- What you need to do
Look through the lines below; wherever the word "match" appears, copy that line.

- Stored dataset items
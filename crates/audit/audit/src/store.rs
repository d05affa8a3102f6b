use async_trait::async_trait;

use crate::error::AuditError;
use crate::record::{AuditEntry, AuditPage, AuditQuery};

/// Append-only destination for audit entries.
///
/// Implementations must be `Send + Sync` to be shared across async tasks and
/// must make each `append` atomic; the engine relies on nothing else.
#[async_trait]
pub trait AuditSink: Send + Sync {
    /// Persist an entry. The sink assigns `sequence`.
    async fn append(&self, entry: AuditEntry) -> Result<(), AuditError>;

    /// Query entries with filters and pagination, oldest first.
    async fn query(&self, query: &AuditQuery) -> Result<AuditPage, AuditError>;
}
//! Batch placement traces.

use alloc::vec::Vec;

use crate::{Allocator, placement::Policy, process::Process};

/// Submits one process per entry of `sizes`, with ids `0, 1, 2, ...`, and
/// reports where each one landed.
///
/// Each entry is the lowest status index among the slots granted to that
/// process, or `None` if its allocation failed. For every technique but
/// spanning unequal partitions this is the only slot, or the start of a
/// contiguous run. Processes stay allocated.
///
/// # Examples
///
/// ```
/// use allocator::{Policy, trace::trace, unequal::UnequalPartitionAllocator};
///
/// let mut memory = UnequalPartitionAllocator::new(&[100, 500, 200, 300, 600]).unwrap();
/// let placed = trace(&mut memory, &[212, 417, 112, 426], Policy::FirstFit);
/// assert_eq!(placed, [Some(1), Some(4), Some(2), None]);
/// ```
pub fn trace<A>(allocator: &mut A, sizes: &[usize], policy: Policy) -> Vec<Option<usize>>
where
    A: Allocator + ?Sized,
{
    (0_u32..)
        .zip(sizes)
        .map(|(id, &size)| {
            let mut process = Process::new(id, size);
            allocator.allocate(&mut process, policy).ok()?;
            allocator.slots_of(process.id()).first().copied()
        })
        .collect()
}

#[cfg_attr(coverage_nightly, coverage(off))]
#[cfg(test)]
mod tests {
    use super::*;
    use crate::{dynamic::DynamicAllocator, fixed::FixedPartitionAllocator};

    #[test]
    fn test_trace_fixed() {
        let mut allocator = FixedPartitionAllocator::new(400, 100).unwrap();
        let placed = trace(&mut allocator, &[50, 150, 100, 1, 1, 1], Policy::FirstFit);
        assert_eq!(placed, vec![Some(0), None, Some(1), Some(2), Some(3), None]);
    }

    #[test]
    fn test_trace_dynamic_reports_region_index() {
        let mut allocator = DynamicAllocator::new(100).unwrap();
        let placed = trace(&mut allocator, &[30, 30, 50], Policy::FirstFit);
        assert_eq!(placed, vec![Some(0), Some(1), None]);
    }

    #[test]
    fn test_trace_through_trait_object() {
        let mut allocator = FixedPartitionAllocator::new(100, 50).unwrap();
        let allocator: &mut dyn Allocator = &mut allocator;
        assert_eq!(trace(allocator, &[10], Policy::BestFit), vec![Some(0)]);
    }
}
---
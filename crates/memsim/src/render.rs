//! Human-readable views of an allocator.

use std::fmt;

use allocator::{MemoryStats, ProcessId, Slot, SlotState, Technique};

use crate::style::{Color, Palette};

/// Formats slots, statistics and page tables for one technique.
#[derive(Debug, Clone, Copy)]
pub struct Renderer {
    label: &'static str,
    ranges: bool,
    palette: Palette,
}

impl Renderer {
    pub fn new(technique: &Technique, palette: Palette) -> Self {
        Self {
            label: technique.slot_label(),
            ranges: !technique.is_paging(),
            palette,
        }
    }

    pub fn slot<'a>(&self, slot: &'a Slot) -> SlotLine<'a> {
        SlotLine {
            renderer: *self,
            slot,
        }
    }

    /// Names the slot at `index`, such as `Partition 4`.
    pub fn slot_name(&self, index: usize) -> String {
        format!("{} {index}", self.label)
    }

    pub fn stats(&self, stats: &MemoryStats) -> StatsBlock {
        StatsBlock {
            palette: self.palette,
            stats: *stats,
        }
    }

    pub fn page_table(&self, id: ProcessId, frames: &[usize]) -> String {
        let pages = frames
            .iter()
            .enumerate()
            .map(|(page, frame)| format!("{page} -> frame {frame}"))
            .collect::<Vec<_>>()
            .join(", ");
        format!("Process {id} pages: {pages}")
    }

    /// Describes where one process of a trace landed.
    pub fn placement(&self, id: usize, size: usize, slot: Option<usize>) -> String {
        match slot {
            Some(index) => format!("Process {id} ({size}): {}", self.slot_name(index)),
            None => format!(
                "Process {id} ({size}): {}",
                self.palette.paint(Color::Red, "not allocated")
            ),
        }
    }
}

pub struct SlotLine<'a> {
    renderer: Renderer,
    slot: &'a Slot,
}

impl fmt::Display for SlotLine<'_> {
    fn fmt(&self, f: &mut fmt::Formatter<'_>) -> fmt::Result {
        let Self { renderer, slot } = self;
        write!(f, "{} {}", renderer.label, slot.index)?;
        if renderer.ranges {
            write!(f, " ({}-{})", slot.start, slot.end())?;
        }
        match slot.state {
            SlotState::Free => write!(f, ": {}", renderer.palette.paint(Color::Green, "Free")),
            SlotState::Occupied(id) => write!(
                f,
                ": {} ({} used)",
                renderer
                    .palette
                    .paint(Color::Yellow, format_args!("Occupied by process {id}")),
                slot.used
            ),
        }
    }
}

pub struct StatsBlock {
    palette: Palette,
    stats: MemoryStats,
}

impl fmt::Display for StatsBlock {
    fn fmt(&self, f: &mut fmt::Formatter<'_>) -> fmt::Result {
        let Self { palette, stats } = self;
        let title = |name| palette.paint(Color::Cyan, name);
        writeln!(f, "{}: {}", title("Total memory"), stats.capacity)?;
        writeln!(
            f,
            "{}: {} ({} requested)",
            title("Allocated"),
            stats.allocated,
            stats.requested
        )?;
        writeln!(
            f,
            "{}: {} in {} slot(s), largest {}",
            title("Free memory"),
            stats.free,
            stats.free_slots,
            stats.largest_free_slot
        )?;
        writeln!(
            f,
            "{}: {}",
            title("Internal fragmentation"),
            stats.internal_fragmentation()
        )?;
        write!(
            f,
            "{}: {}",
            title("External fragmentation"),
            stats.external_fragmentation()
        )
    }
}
--
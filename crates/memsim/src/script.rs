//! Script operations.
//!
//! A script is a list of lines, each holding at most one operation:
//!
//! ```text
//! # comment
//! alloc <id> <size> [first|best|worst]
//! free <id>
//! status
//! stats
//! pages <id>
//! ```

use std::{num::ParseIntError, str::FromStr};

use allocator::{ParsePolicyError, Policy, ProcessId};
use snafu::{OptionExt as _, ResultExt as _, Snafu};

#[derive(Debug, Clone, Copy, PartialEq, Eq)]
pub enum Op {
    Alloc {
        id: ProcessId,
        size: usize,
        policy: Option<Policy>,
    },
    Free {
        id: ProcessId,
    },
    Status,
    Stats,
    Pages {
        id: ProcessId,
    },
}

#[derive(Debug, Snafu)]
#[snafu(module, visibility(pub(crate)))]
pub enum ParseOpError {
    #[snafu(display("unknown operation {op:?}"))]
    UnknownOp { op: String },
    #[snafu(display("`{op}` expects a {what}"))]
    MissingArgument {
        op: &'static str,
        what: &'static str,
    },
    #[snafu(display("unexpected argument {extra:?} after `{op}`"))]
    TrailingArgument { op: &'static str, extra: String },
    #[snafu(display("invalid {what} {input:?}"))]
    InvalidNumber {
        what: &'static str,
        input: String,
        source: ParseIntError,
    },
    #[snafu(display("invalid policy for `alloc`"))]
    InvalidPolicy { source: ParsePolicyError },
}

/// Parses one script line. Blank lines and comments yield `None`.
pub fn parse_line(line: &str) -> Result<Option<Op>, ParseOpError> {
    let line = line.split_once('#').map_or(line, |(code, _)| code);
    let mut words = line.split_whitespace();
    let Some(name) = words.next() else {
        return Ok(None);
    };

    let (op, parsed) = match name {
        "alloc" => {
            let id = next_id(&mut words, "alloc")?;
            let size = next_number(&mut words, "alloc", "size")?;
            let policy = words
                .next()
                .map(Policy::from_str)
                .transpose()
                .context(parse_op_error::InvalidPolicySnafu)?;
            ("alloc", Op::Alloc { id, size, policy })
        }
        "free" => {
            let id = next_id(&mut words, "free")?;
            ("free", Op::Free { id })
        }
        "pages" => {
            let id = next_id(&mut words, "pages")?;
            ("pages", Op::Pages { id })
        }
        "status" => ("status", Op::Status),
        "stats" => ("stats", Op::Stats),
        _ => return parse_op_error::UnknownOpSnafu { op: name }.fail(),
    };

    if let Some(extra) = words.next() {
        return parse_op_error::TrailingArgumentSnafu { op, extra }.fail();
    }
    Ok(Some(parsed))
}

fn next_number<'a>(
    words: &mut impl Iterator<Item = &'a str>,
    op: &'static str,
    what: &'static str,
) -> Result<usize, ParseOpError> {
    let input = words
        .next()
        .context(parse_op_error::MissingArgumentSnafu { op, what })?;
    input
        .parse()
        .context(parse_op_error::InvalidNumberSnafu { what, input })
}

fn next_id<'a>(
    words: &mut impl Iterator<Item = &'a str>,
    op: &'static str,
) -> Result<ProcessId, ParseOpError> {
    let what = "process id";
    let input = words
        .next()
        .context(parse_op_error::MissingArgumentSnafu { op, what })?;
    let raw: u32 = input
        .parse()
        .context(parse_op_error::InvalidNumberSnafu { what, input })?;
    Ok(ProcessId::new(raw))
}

- Output of the exercise
        match slot {
        match slot.state {
    let (op, parsed) = match name {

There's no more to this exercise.